Please join us to honor him with a Buddhist-Jewish tribute to his memory at Sherman's Flatbush Memorial Chapel, 1283 Coney Island Avenue, Brooklyn, NY 11230 this Tuesday, December 4th at 11 a.m. The chapel service in Brooklyn will be followed by a graveside service in Queens at Mount Hebron Cemetery.
"You can shed tears that he is gone,
or you can smile because he has lived.
You can close your eyes and pray that he'll come back,
or you can open your eyes and see all he's left.
Your heart can be empty because you can't see him,
or you can be full of the love you shared.

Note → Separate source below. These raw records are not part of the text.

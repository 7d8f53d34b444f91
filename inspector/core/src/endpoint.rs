//! The endpoint view: one row per host of every cluster.

use crate::envoy::admin::{Clusters, HostStatus};
use serde::{Deserialize, Serialize};
use std::collections::BTreeMap;

/// Prefixes the path of a host reached over a named pipe.
pub const PIPE_SCHEME: &str = "unix://";

#[derive(Clone, Debug, PartialEq, Eq, Serialize, Deserialize)]
#[serde(rename_all = "camelCase")]
pub struct EndpointEntry {
    pub address: String,
    pub port: u32,
    pub cluster: String,
    pub status: String,
    pub failed_outlier_check: bool,
}

/// A host row without its cluster, as listed under a cluster name.
#[derive(Clone, Debug, PartialEq, Eq, Serialize, Deserialize)]
#[serde(rename_all = "camelCase")]
pub struct HostEntry {
    pub address: String,
    pub port: u32,
    pub status: String,
    pub failed_outlier_check: bool,
}

pub fn project(clusters: &Clusters) -> Vec<EndpointEntry> {
    clusters
        .cluster_statuses
        .iter()
        .flat_map(|cluster| {
            cluster.host_statuses.iter().map(move |host| {
                let HostEntry {
                    address,
                    port,
                    status,
                    failed_outlier_check,
                } = HostEntry::from_host(host);
                EndpointEntry {
                    address,
                    port,
                    cluster: cluster.name.clone(),
                    status,
                    failed_outlier_check,
                }
            })
        })
        .collect()
}

/// Lists hosts under their cluster's name.
///
/// A cluster that is reported more than once keeps its last listing.
pub fn by_cluster(clusters: &Clusters) -> BTreeMap<String, Vec<HostEntry>> {
    clusters
        .cluster_statuses
        .iter()
        .map(|cluster| {
            let hosts = cluster.host_statuses.iter().map(HostEntry::from_host);
            (cluster.name.clone(), hosts.collect())
        })
        .collect()
}

// === impl HostEntry ===

impl HostEntry {
    fn from_host(host: &HostStatus) -> Self {
        let address = match (&host.address.socket_address, &host.address.pipe) {
            (Some(sa), _) => sa.address.clone(),
            (None, Some(pipe)) => format!("{PIPE_SCHEME}{}", pipe.path),
            (None, None) => PIPE_SCHEME.to_string(),
        };
        Self {
            address,
            port: host.address.port(),
            status: host.health_status.eds_health_status.clone(),
            failed_outlier_check: host.health_status.failed_outlier_check,
        }
    }
}
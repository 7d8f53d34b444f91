use crate::sync::{self, SyncEntry, SyncState};
use bytes::Bytes;
use maplit::btreemap;
use serde_json::json;

fn body(value: serde_json::Value) -> Bytes {
    Bytes::from(serde_json::to_vec(&value).unwrap())
}

#[test]
fn compares_sent_and_acked_nonces() {
    assert_eq!(SyncState::compare("", ""), SyncState::NotSent);
    assert_eq!(SyncState::compare("", "abc"), SyncState::NotSent);
    assert_eq!(SyncState::compare("abc", "abc"), SyncState::Synced);
    assert_eq!(SyncState::compare("abc", "abd"), SyncState::Stale);
    assert_eq!(SyncState::NotSent.to_string(), "NOT SENT");
}

#[test]
fn reports_each_replica_that_knows_the_proxy() {
    let replicas = btreemap! {
        "istiod-b".to_string() => body(json!([
            {
                "proxy": "reviews-v1-abc.bookinfo",
                "istio_version": "1.20.0",
                "cluster_sent": "n1", "cluster_acked": "n1",
                "listener_sent": "n2", "listener_acked": "n1",
                "route_sent": "n3", "route_acked": "n3",
            },
            { "proxy": "ratings-v1-def.bookinfo", "cluster_sent": "n1" },
        ])),
        "istiod-a".to_string() => body(json!([
            { "proxy": "ratings-v1-def.bookinfo", "cluster_sent": "n1" },
        ])),
    };

    assert_eq!(
        sync::project(&replicas, "reviews-v1-abc.bookinfo").unwrap(),
        vec![SyncEntry {
            replica: "istiod-b".to_string(),
            proxy: "reviews-v1-abc.bookinfo".to_string(),
            istio_version: "1.20.0".to_string(),
            cluster: SyncState::Synced,
            listener: SyncState::Stale,
            route: SyncState::Synced,
            endpoint: SyncState::NotSent,
        }]
    );
}

#[test]
fn malformed_replica_bodies_fail() {
    let replicas = btreemap! { "istiod-a".to_string() => Bytes::from_static(b"<html>") };
    assert!(sync::project(&replicas, "p.ns").is_err());
}

#[test]
fn entries_round_trip() {
    let entry = SyncEntry {
        replica: "istiod-a".to_string(),
        proxy: "p.ns".to_string(),
        istio_version: "1.20.0".to_string(),
        cluster: SyncState::Synced,
        listener: SyncState::Stale,
        route: SyncState::NotSent,
        endpoint: SyncState::Synced,
    };
    let json = serde_json::to_value(&entry).unwrap();
    assert_eq!(json["route"], "NOT SENT");
    assert_eq!(json["istioVersion"], "1.20.0");
    assert_eq!(serde_json::from_value::<SyncEntry>(json).unwrap(), entry);
}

You can turn your back on tomorrow and live yesterday,
or you can be happy for tomorrow because of yesterday.
You can remember him only that he is gone,
or you can cherish his memory and let it live on.
You can cry and close your mind,
be empty and turn your back.
Or you can do what he'd want:
smile, open your eyes, love and go on."
And I totally agree about “brilliant, curious, quirky fellow, with a kind heart.”
How did I know Zelman? Very well actually. We rented a townhouse apartment for six months in Conway, Florida from November 1975 to May 1976. Conway is about 8 miles south of Orlando, Florida, and we were both members of the Florida Symphony Orchestra. (I play violin.) We got along famously, it was a great matching, and we had a lot of fun and laughs. And impact on each other.
He was an avid bird watcher, and Florida is a birders heaven. I’ve never in my life seen someone so excited to see a great blue heron... he was totally ecstatic when he saw one...
I enjoyed birdwatching as a kid, it was taught to me by my grandparents, however, life gets in the way of such interests sometimes, and he rekindled my appreciation in birdwatching. Thank you Zelman!
When we first started apartment sharing, it was a decision we both made very soon after meeting, he approached me with the idea, and I said sure....but we really didn’t know each other. We had our jobs and a love of music in common, and everything else was unknown.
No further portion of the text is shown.